Your Risk Management Process, and all resulting records, should answer the requirements of MDR and ISO14971 - how your pFMEA fits within your risk process will change what parts of 14971 must be covered by it.

If you consider your pFMEA as a means to identify sequences of events within your manufacturing process that could introduce hazards and/or lead to hazardous situations, and the individual probabilities of those happening, and align those with your hazard analysis which would document the hazard and hazardous situation, you will have a benefit/risk for the hazard and hazardous situation that captures the line item of the pFMEA.

However, as @Tidge has mentioned, some notified bodies are mandating all sorts of bizarre requirements.
I am still waiting for the NC's around disclosure of each and every residual risk identified.
 

Tidge

Trusted Information Resource
Some Notified Bodies will require an individual risk benefit analysis for lines of analysis in FMEA, even if they are completely subordinate to a Hazard Analysis. It doesn't make sense to me, but they will consider your implementation of 14971 deficient.
Even if there is appropriate links between the Hazard Analysis and underlying FMEA docs?

"Links" don't establish that any given control in the linked documents is actually reducing risk. Two general points:
  1. The Hazard Analysis is where risks are analyzed. That's the only place where it makes sense to perform individual RBA
  2. Subordinate documents typically do not reference each other, so performing an RBA in a subordinate document is going to be completely ignorant of other subordinate documents with also "link" to the same "risk". For example: If you didn't pursue all means of 'reducing risk (not really risk) in a FMEA at a supplier' because of some control in another place (e.g. a design FMEA) it would be a complete waste of effort to write the same thing in both FMEA and the Hazard Analysis.
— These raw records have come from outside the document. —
use std::str::FromStr;

use tracing::metadata::LevelFilter;
use tracing_subscriber::{
    Layer, filter::FilterFn, prelude::__tracing_subscriber_SubscriberExt, util::SubscriberInitExt,
};

#[macro_export]
macro_rules! log {
    ($level:expr, $span:expr, $($msg:tt)*) => {{
        let span = $crate::tracing::span!($level, $span);
        let _enter = span.enter();

        $crate::tracing::event!($level, $($msg)*)
    }};
}

/// Traffic leaving the process (delivery channel calls).
#[macro_export]
macro_rules! outgoing {
    (level = $level:ident, $($msg:tt)*) => {
        $crate::log!($crate::tracing::Level::$level, "outgoing", $($msg)*)
    };

    ($($msg:tt)*) => {
        $crate::outgoing!(level = TRACE, $($msg)*)
    };
}

/// Traffic entering the process (alarm API requests).
#[macro_export]
macro_rules! incoming {
    (level = $level:ident, $($msg:tt)*) => {
        $crate::log!($crate::tracing::Level::$level, "incoming", $($msg)*)
    };

    ($($msg:tt)*) => {
        $crate::incoming!(level = TRACE, $($msg)*)
    };
}

#[macro_export]
macro_rules! internal {
    (level = $level:ident, $($msg:tt)*) => {
        $crate::log!($crate::tracing::Level::$level, "internal", $($msg)*)
    };

    ($($msg:tt)*) => {
        $crate::internal!(level = TRACE, $($msg)*)
    };
}

fn level() -> LevelFilter {
    let default = if cfg!(debug_assertions) {
        LevelFilter::TRACE
    } else {
        LevelFilter::INFO
    };

    std::env::var("LOG_LEVEL").map_or(default, |level| {
        LevelFilter::from_str(level.as_str()).unwrap_or_else(|_| {
            eprintln!("Invalid log level specified {level}, defaulting to {default}");
            default
        })
    })
}

fn ours(metadata: &tracing::Metadata<'_>) -> bool {
    metadata.target().starts_with("klaxon")
}

/// Install the global subscriber.
///
/// `LOG_LEVEL` picks the level, `LOG_FORMAT=json` switches to JSON lines.
/// Calling this more than once is harmless; later calls are ignored.
pub fn init() {
    let level = level();
    let json = std::env::var("LOG_FORMAT").is_ok_and(|f| f.eq_ignore_ascii_case("json"));

    let layer: Box<dyn Layer<tracing_subscriber::Registry> + Send + Sync> = if json {
        tracing_subscriber::fmt::layer()
            .json()
            .with_current_span(true)
            .with_timer(tracing_subscriber::fmt::time::ChronoUtc::rfc_3339())
            .with_filter(level)
            .with_filter(FilterFn::new(ours))
            .boxed()
    } else {
        tracing_subscriber::fmt::layer()
            .with_file(false)
            .with_line_number(false)
            .compact()
            .with_ansi(true)
            .with_timer(tracing_subscriber::fmt::time::ChronoUtc::rfc_3339())
            .with_filter(level)
            .with_filter(FilterFn::new(ours))
            .boxed()
    };

    let _ = tracing_subscriber::Registry::default().with(layer).try_init();
}
use std::{borrow::Borrow, fmt, sync::Arc};

use chrono::{DateTime, Utc};
use serde::{Deserialize, Serialize};

use crate::DeliveryToken;

/// Unique, opaque recipient identifier.
#[derive(Debug, Clone, PartialEq, Eq, Hash, PartialOrd, Ord, Serialize, Deserialize)]
#[serde(transparent)]
pub struct RecipientId(Arc<str>);

impl RecipientId {
    #[must_use]
    pub fn as_str(&self) -> &str {
        &self.0
    }
}

impl From<&str> for RecipientId {
    fn from(value: &str) -> Self {
        Self(Arc::from(value))
    }
}

impl From<String> for RecipientId {
    fn from(value: String) -> Self {
        Self(Arc::from(value))
    }
}

impl Borrow<str> for RecipientId {
    fn borrow(&self) -> &str {
        &self.0
    }
}

impl fmt::Display for RecipientId {
    fn fmt(&self, f: &mut fmt::Formatter<'_>) -> fmt::Result {
        f.write_str(&self.0)
    }
}

/// Stored record mapping a user identifier to their current delivery token.
///
/// Owned by the backing store. The dispatcher only ever reads it.
#[derive(Debug, Clone, PartialEq, Eq, Serialize, Deserialize)]
pub struct Recipient {
    pub id: RecipientId,

    /// Absent means the recipient is currently undeliverable.
    #[serde(default)]
    pub token: Option<DeliveryToken>,

    /// When the token was last refreshed. Defaults to load time when the
    /// stored record has none.
    #[serde(default = "Utc::now")]
    pub updated_at: DateTime<Utc>,
}

impl Recipient {
    #[must_use]
    pub fn new(id: impl Into<RecipientId>, token: Option<DeliveryToken>) -> Self {
        Self {
            id: id.into(),
            token,
            updated_at: Utc::now(),
        }
    }

    /// The token, if one is present and non-blank.
    #[must_use]
    pub fn usable_token(&self) -> Option<&DeliveryToken> {
        self.token.as_ref().filter(|t| !t.is_empty())
    }
}
//! HTTP alarm API
//!
//! A single route, `POST /v1/alarms`, taking `{"targetUserId": "..."}` and an
//! optional `Authorization: Bearer <token>` header. Successes answer with the
//! [`AlarmReceipt`]; failures with the classification's HTTP status and
//! `{"error": {"status": "NOT_FOUND", "message": "..."}}`.
//!
//! Each alarm runs on its own task, so a client that disconnects mid-request
//! does not cancel delivery.

use std::{net::SocketAddr, sync::Arc};

use axum::{
    Json, Router,
    body::Bytes,
    extract::{DefaultBodyLimit, State, rejection::BytesRejection},
    http::{HeaderMap, StatusCode, header},
    response::{IntoResponse, Response},
    routing::post,
};
use klaxon_common::{Signal, incoming};
use klaxon_dispatch::{AlarmReceipt, AlertError, AlertService};
use serde_json::{Value, json};
use tokio::{net::TcpListener, sync::broadcast};

use crate::{auth::IdentityProvider, config::ApiConfig};

/// Shared state for alarm handlers
#[derive(Debug, Clone)]
pub struct ApiState {
    pub service: Arc<AlertService>,
    pub identity: Arc<dyn IdentityProvider>,
}

/// Build the API router
pub fn router(state: ApiState, max_body_bytes: usize) -> Router {
    Router::new()
        .route("/v1/alarms", post(send_alarm))
        .layer(DefaultBodyLimit::max(max_body_bytes))
        .with_state(state)
}

/// Alarm API server
pub struct ApiServer {
    listener: TcpListener,
    router: Router,
}

impl ApiServer {
    /// Bind the API listener
    ///
    /// # Errors
    ///
    /// Returns an error if binding to the configured address fails.
    pub async fn new(config: &ApiConfig, state: ApiState) -> anyhow::Result<Self> {
        let listener = TcpListener::bind(&config.listen_address)
            .await
            .map_err(|e| {
                anyhow::anyhow!(
                    "Failed to bind alarm API to {}: {}",
                    config.listen_address,
                    e
                )
            })?;

        tracing::info!(address = %config.listen_address, "Alarm API bound successfully");

        Ok(Self {
            listener,
            router: router(state, config.max_body_bytes),
        })
    }

    /// Address actually bound
    ///
    /// # Errors
    ///
    /// Returns an error if the socket address cannot be read.
    pub fn local_addr(&self) -> std::io::Result<SocketAddr> {
        self.listener.local_addr()
    }

    /// Serve until a shutdown signal arrives, then let in-flight requests finish
    ///
    /// # Errors
    ///
    /// Returns an error if the server fails while running.
    pub async fn serve(self, mut shutdown: broadcast::Receiver<Signal>) -> anyhow::Result<()> {
        tracing::info!("Alarm API starting");

        axum::serve(self.listener, self.router)
            .with_graceful_shutdown(async move {
                let _ = shutdown.recv().await;
                tracing::info!("Alarm API received shutdown signal, finishing requests ...");
            })
            .await?;

        tracing::info!("Alarm API stopped");
        Ok(())
    }
}

/// An [`AlertError`] rendered as an HTTP response
#[derive(Debug)]
pub struct ApiError(pub AlertError);

impl From<AlertError> for ApiError {
    fn from(value: AlertError) -> Self {
        Self(value)
    }
}

impl IntoResponse for ApiError {
    fn into_response(self) -> Response {
        let kind = self.0.kind();
        let status =
            StatusCode::from_u16(kind.http_status()).unwrap_or(StatusCode::INTERNAL_SERVER_ERROR);

        (
            status,
            Json(json!({
                "error": {
                    "status": kind.as_str(),
                    "message": self.0.public_message(),
                }
            })),
        )
            .into_response()
    }
}

async fn send_alarm(
    State(state): State<ApiState>,
    headers: HeaderMap,
    body: Result<Bytes, BytesRejection>,
) -> Result<Json<AlarmReceipt>, ApiError> {
    let body = body.map_err(|e| {
        AlertError::InvalidArgument(format!("Request body could not be read: {}", e.body_text()))
    })?;
    let target = parse_target(&body).inspect_err(|e| {
        incoming!(level = WARN, error = e.detail(), "Malformed alarm request");
    })?;

    let caller = state.identity.identify(bearer_token(&headers));
    incoming!(
        level = DEBUG,
        authenticated = caller.is_some(),
        "Alarm request received"
    );

    let receipt = state.service.send_alarm_detached(caller, target).await?;
    Ok(Json(receipt))
}

/// Pull `targetUserId` out of the request body.
///
/// An empty body or a missing/null field is an absent target, left for the
/// validator to reject. Anything that is not a JSON object, or a
/// non-string target, is rejected here.
fn parse_target(body: &[u8]) -> Result<Option<String>, AlertError> {
    if body.iter().all(u8::is_ascii_whitespace) {
        return Ok(None);
    }

    let value: Value = serde_json::from_slice(body)
        .map_err(|e| AlertError::InvalidArgument(format!("Request body is not valid JSON: {e}")))?;

    let Value::Object(mut fields) = value else {
        return Err(AlertError::InvalidArgument(
            "Request body must be a JSON object".to_string(),
        ));
    };

    match fields.remove("targetUserId") {
        None | Some(Value::Null) => Ok(None),
        Some(Value::String(target)) => Ok(Some(target)),
        Some(_) => Err(AlertError::InvalidArgument(
            "targetUserId must be a string".to_string(),
        )),
    }
}

/// Credential from an `Authorization: Bearer` header, if any
fn bearer_token(headers: &HeaderMap) -> Option<&str> {
    let value = headers.get(header::AUTHORIZATION)?.to_str().ok()?;
    let (scheme, token) = value.trim().split_once(' ')?;
    scheme.eq_ignore_ascii_case("bearer").then(|| token.trim())
}
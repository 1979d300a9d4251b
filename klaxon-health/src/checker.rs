//! Readiness tracking for the alarm service

use std::sync::{
    Arc,
    atomic::{AtomicBool, AtomicU64, Ordering},
};

/// Health checker that tracks component status
///
/// Every field is an atomic so the API server, the readiness sampler and the
/// probe handlers can share one checker without locking.
#[derive(Debug)]
pub struct HealthChecker {
    /// Whether the alarm API listener is bound
    api_ready: Arc<AtomicBool>,

    /// Whether the recipient store answers lookups
    store_ready: Arc<AtomicBool>,

    /// Whether the delivery channel is configured and usable
    channel_ready: Arc<AtomicBool>,

    /// Alarm requests currently being dispatched
    in_flight: Arc<AtomicU64>,

    /// In-flight threshold above which the service reports not ready
    max_in_flight: u64,
}

impl HealthChecker {
    #[must_use]
    pub fn new(max_in_flight: u64) -> Self {
        Self {
            api_ready: Arc::new(AtomicBool::new(false)),
            store_ready: Arc::new(AtomicBool::new(false)),
            channel_ready: Arc::new(AtomicBool::new(false)),
            in_flight: Arc::new(AtomicU64::new(0)),
            max_in_flight,
        }
    }

    /// Mark the alarm API as ready (listener bound)
    pub fn set_api_ready(&self, ready: bool) {
        self.api_ready.store(ready, Ordering::Relaxed);
        tracing::debug!(ready, "API readiness updated");
    }

    pub fn set_store_ready(&self, ready: bool) {
        let previous = self.store_ready.swap(ready, Ordering::Relaxed);
        if previous != ready {
            tracing::debug!(ready, "Store readiness updated");
        }
    }

    pub fn set_channel_ready(&self, ready: bool) {
        let previous = self.channel_ready.swap(ready, Ordering::Relaxed);
        if previous != ready {
            tracing::debug!(ready, "Channel readiness updated");
        }
    }

    /// Update the number of alarms currently in flight
    pub fn set_in_flight(&self, count: u64) {
        self.in_flight.store(count, Ordering::Relaxed);
    }

    /// Check if the application is alive
    ///
    /// If the HTTP server cannot respond at all the probe times out, which
    /// is the signal the orchestrator acts on.
    #[must_use]
    pub const fn is_alive(&self) -> bool {
        true
    }

    /// Ready when every component is up and in-flight work is below the threshold
    #[must_use]
    pub fn is_ready(&self) -> bool {
        let api_ok = self.api_ready.load(Ordering::Relaxed);
        let store_ok = self.store_ready.load(Ordering::Relaxed);
        let channel_ok = self.channel_ready.load(Ordering::Relaxed);
        let in_flight = self.in_flight.load(Ordering::Relaxed);
        let load_ok = in_flight < self.max_in_flight;

        let ready = api_ok && store_ok && channel_ok && load_ok;

        if !ready {
            tracing::debug!(
                api_ready = api_ok,
                store_ready = store_ok,
                channel_ready = channel_ok,
                in_flight,
                max_in_flight = self.max_in_flight,
                "Readiness check failed"
            );
        }

        ready
    }

    /// Get detailed readiness status for debugging
    #[must_use]
    pub fn get_status(&self) -> HealthStatus {
        HealthStatus {
            alive: self.is_alive(),
            ready: self.is_ready(),
            api_ready: self.api_ready.load(Ordering::Relaxed),
            store_ready: self.store_ready.load(Ordering::Relaxed),
            channel_ready: self.channel_ready.load(Ordering::Relaxed),
            in_flight: self.in_flight.load(Ordering::Relaxed),
            max_in_flight: self.max_in_flight,
        }
    }
}

/// Detailed health status information
#[derive(Debug, Clone, serde::Serialize)]
#[allow(
    clippy::struct_excessive_bools,
    reason = "Status struct intentionally has multiple boolean fields for clarity"
)]
pub struct HealthStatus {
    pub alive: bool,
    pub ready: bool,
    pub api_ready: bool,
    pub store_ready: bool,
    pub channel_ready: bool,
    pub in_flight: u64,
    pub max_in_flight: u64,
}
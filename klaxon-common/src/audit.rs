//! Audit logging for alarm lifecycle events
//!
//! Structured INFO/WARN events, one per lifecycle step, each tagged with an
//! `event` field so they can be filtered out of the general log stream.
//!
//! ## Audit Events
//!
//! - `AlarmRequested`: A caller asked for a recipient's alarm to ring
//! - `DispatchAttempt`: One submission to the delivery channel
//! - `DispatchSuccess`: The channel accepted the alarm
//! - `DispatchFailure`: The alarm was not delivered
//!
//! ## Redaction
//!
//! Caller and target identifiers may be replaced by a short SHA-256 prefix
//! (`hash:1a2b3c4d`) so entries stay correlatable without naming users.
//! Delivery tokens never appear in audit events.

use std::sync::Arc;

use serde::{Deserialize, Serialize};
use sha2::{Digest, Sha256};

/// Audit logging configuration
#[derive(Debug, Clone, Serialize, Deserialize)]
pub struct AuditConfig {
    /// Enable audit logging for alarm lifecycle events
    #[serde(default = "default_true")]
    pub enabled: bool,

    /// Replace caller identities with a hash prefix
    #[serde(default)]
    pub redact_caller: bool,

    /// Replace target recipient identifiers with a hash prefix
    #[serde(default)]
    pub redact_target: bool,
}

impl Default for AuditConfig {
    fn default() -> Self {
        Self {
            enabled: true,
            redact_caller: false,
            redact_target: false,
        }
    }
}

const fn default_true() -> bool {
    true
}

/// Global audit configuration (thread-safe)
static AUDIT_CONFIG: std::sync::OnceLock<Arc<AuditConfig>> = std::sync::OnceLock::new();

/// Initialize audit logging with configuration
pub fn init(config: AuditConfig) {
    AUDIT_CONFIG.get_or_init(|| Arc::new(config));
}

/// Get the current audit configuration
#[must_use]
pub fn config() -> Arc<AuditConfig> {
    AUDIT_CONFIG
        .get()
        .cloned()
        .unwrap_or_else(|| Arc::new(AuditConfig::default()))
}

/// Redact an identifier if redaction is enabled
#[must_use]
pub fn redact_id(id: &str, redact: bool) -> String {
    if redact {
        let digest = Sha256::digest(id.as_bytes());
        format!("hash:{}", &hex::encode(digest)[..8])
    } else {
        id.to_string()
    }
}

/// Log alarm requested event
///
/// Logged once per accepted request, before any lookup happens.
pub fn log_alarm_requested(caller: &str, target: &str) {
    let config = config();
    if !config.enabled {
        return;
    }

    tracing::event!(
        tracing::Level::INFO,
        event = "AlarmRequested",
        caller = %redact_id(caller, config.redact_caller),
        target = %redact_id(target, config.redact_target),
        "Audit: Alarm requested"
    );
}

/// Log dispatch attempt event
///
/// # Fields
/// - `target`: Recipient identifier (redacted if configured)
/// - `channel`: Delivery channel name
/// - `dispatch_attempt`: Attempt number (1-based)
pub fn log_dispatch_attempt(target: &str, channel: &str, attempt: u32) {
    let config = config();
    if !config.enabled {
        return;
    }

    tracing::event!(
        tracing::Level::INFO,
        event = "DispatchAttempt",
        target = %redact_id(target, config.redact_target),
        channel = %channel,
        dispatch_attempt = attempt,
        "Audit: Dispatch attempt"
    );
}

/// Log dispatch success event
pub fn log_dispatch_success(
    target: &str,
    channel: &str,
    message_id: &str,
    attempt: u32,
    duration_ms: u128,
) {
    let config = config();
    if !config.enabled {
        return;
    }

    tracing::event!(
        tracing::Level::INFO,
        event = "DispatchSuccess",
        target = %redact_id(target, config.redact_target),
        channel = %channel,
        message_id = %message_id,
        dispatch_attempt = attempt,
        duration_ms = duration_ms,
        "Audit: Alarm dispatched"
    );
}

/// Log dispatch failure event
///
/// `classification` is the wire name of the failure kind.
pub fn log_dispatch_failure(target: &str, classification: &str, error: &str, attempt: u32) {
    let config = config();
    if !config.enabled {
        return;
    }

    tracing::event!(
        tracing::Level::WARN,
        event = "DispatchFailure",
        target = %redact_id(target, config.redact_target),
        classification = %classification,
        error = %error,
        dispatch_attempt = attempt,
        "Audit: Alarm dispatch failed"
    );
}
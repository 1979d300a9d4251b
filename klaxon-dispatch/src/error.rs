//! Typed error handling for alarm dispatch.
//!
//! Two layers of errors exist:
//! - Backend errors ([`StoreError`], [`ChannelError`]) describe what went
//!   wrong talking to an external collaborator and whether it is transient.
//! - [`AlertError`] is the boundary error: exactly one variant per
//!   [`ErrorKind`], carrying a human-readable message.
//!
//! Backend errors convert into `AlertError` with `?`, which is where the
//! retryable/terminal classification happens.

use std::{io, time::Duration};

use klaxon_common::ErrorKind;
use thiserror::Error;

/// Boundary error returned by every dispatch operation.
#[derive(Debug, Error, Clone, PartialEq, Eq)]
pub enum AlertError {
    #[error("Invalid argument: {0}")]
    InvalidArgument(String),

    #[error("Unauthenticated: {0}")]
    Unauthenticated(String),

    #[error("Not found: {0}")]
    NotFound(String),

    #[error("Failed precondition: {0}")]
    PreconditionFailed(String),

    #[error("Unavailable: {0}")]
    Unavailable(String),

    #[error("Internal error: {0}")]
    Internal(String),
}

impl AlertError {
    /// Build the error for a given classification.
    #[must_use]
    pub fn from_kind(kind: ErrorKind, message: impl Into<String>) -> Self {
        let message = message.into();
        match kind {
            ErrorKind::InvalidArgument => Self::InvalidArgument(message),
            ErrorKind::Unauthenticated => Self::Unauthenticated(message),
            ErrorKind::NotFound => Self::NotFound(message),
            ErrorKind::PreconditionFailed => Self::PreconditionFailed(message),
            ErrorKind::Unavailable => Self::Unavailable(message),
            ErrorKind::Internal => Self::Internal(message),
        }
    }

    #[must_use]
    pub const fn kind(&self) -> ErrorKind {
        match self {
            Self::InvalidArgument(_) => ErrorKind::InvalidArgument,
            Self::Unauthenticated(_) => ErrorKind::Unauthenticated,
            Self::NotFound(_) => ErrorKind::NotFound,
            Self::PreconditionFailed(_) => ErrorKind::PreconditionFailed,
            Self::Unavailable(_) => ErrorKind::Unavailable,
            Self::Internal(_) => ErrorKind::Internal,
        }
    }

    /// The full message, for server-side logs.
    #[must_use]
    pub fn detail(&self) -> &str {
        match self {
            Self::InvalidArgument(m)
            | Self::Unauthenticated(m)
            | Self::NotFound(m)
            | Self::PreconditionFailed(m)
            | Self::Unavailable(m)
            | Self::Internal(m) => m,
        }
    }

    /// The message safe to hand back to a caller.
    ///
    /// Internal and unavailable failures are replaced with fixed text so no
    /// backend detail crosses the boundary. Channel token refusals already
    /// carry fixed text.
    #[must_use]
    pub fn public_message(&self) -> &str {
        match self {
            Self::Internal(_) => "An error occurred while sending the alarm",
            Self::Unavailable(_) => "Alarm delivery is temporarily unavailable, try again later",
            other => other.detail(),
        }
    }
}

/// Errors raised by a recipient store.
#[derive(Debug, Error)]
pub enum StoreError {
    /// The store could not be reached or refused the request for now.
    #[error("Store unavailable: {0}")]
    Unavailable(String),

    /// The lookup did not complete in time.
    #[error("Store lookup timed out after {0:?}")]
    Timeout(Duration),

    /// Stored data could not be understood.
    #[error("Corrupt recipient data: {0}")]
    Corrupt(String),

    #[error("I/O error: {0}")]
    Io(#[from] io::Error),
}

impl StoreError {
    /// Returns `true` if retrying the lookup later could succeed.
    #[must_use]
    pub const fn is_transient(&self) -> bool {
        matches!(self, Self::Unavailable(_) | Self::Timeout(_))
    }
}

impl From<ron::error::SpannedError> for StoreError {
    fn from(error: ron::error::SpannedError) -> Self {
        Self::Corrupt(error.to_string())
    }
}

impl From<StoreError> for AlertError {
    fn from(error: StoreError) -> Self {
        if error.is_transient() {
            Self::Unavailable(error.to_string())
        } else {
            Self::Internal(error.to_string())
        }
    }
}

/// Errors reported by a delivery channel.
#[derive(Debug, Error, Clone, PartialEq, Eq)]
pub enum ChannelError {
    /// The token is no longer registered with the gateway.
    #[error("Token unregistered: {0}")]
    Unregistered(String),

    /// The gateway rejected the token as malformed or belonging elsewhere.
    #[error("Invalid token: {0}")]
    InvalidToken(String),

    #[error("Channel request timed out: {0}")]
    Timeout(String),

    #[error("Channel connection failed: {0}")]
    Connection(String),

    #[error("Rate limited: {message}")]
    RateLimited {
        message: String,
        retry_after: Option<Duration>,
    },

    /// 5xx-equivalent failure on the gateway side.
    #[error("Channel server error {status}: {message}")]
    ServerError { status: u16, message: String },

    /// Our credentials for the gateway were refused.
    #[error("Channel authentication failed: {0}")]
    Auth(String),

    /// The gateway refused the request for any other reason.
    #[error("Rejected by channel: {0}")]
    Rejected(String),

    /// The gateway answered with something we could not understand.
    #[error("Malformed channel response: {0}")]
    Malformed(String),
}

impl ChannelError {
    /// Returns `true` if the same payload may succeed if sent again.
    #[must_use]
    pub const fn is_transient(&self) -> bool {
        matches!(
            self,
            Self::Timeout(_) | Self::Connection(_) | Self::RateLimited { .. } | Self::ServerError { .. }
        )
    }

    /// Returns `true` if the recipient must re-register before delivery can work.
    #[must_use]
    pub const fn is_token_problem(&self) -> bool {
        matches!(self, Self::Unregistered(_) | Self::InvalidToken(_))
    }

    /// Minimum wait the gateway asked for before the next attempt.
    #[must_use]
    pub const fn retry_after(&self) -> Option<Duration> {
        match self {
            Self::RateLimited { retry_after, .. } => *retry_after,
            _ => None,
        }
    }

    /// Short label used in metrics and logs.
    #[must_use]
    pub const fn outcome(&self) -> &'static str {
        if self.is_transient() {
            "transient"
        } else {
            "terminal"
        }
    }
}

impl From<reqwest::Error> for ChannelError {
    fn from(error: reqwest::Error) -> Self {
        if error.is_timeout() {
            Self::Timeout(error.to_string())
        } else if error.is_connect() || error.is_request() || error.is_body() {
            Self::Connection(error.to_string())
        } else if error.is_decode() {
            Self::Malformed(error.to_string())
        } else {
            Self::Rejected(error.to_string())
        }
    }
}

/// Caller-facing text for a token the channel refused. The gateway's own
/// answer stays in the dispatcher's logs.
const TOKEN_REFUSED: &str = "Delivery token was refused; the recipient must re-register";

impl From<ChannelError> for AlertError {
    fn from(error: ChannelError) -> Self {
        if error.is_token_problem() {
            Self::PreconditionFailed(TOKEN_REFUSED.to_string())
        } else if error.is_transient() {
            Self::Unavailable(error.to_string())
        } else {
            Self::Internal(error.to_string())
        }
    }
}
The cross-reference only makes sense at the HA level.
Defect Awareness follows.: Performing individual RBA in an FMEA is going to motivate several bad behaviors/attitudes:
  • It propagates the idea that FMEA evaluate risks, but right in the name we know that this tool only evaluates failure modes.
  • Failure modes can contribute to risk, but the controls for specific failure modes don't always control risks.
  • A strict RBA analysis could imply the elimination/redesign of necessary (or otherwise acceptable) production processes because of some peculiar assessment of "final RBA" in a manufacturing FMEA. Without going into further detail, all I will write is "don't spill too much ink on the deburring process (for some devices)".
  • A team can consider any number of failure modes, no matter how unlikely they are to actually occur. The classic RPN tool is the mechanism to keep people from wasting time implementing controls for 'low priority' failure modes, but requiring individual "RBA" on all the lines actually defeats the purpose of FMEA.
  • FMEA are (in my opinion) the tool in which statistical analysis and study design can most legitimately/consistently used to evaluate the effectiveness of implemented controls. I am describing a quantitative assessment. Typically the RBA is a qualitative assessment. I don't believe it is logically consistent to have two different types of assessment for the same thing (here, RBA).
 

RonanMc

Registered
I’m writing pFMEA for packaging process for packaging medical device and i’m analysing the process to find all the risks that can produce harm to user/patient.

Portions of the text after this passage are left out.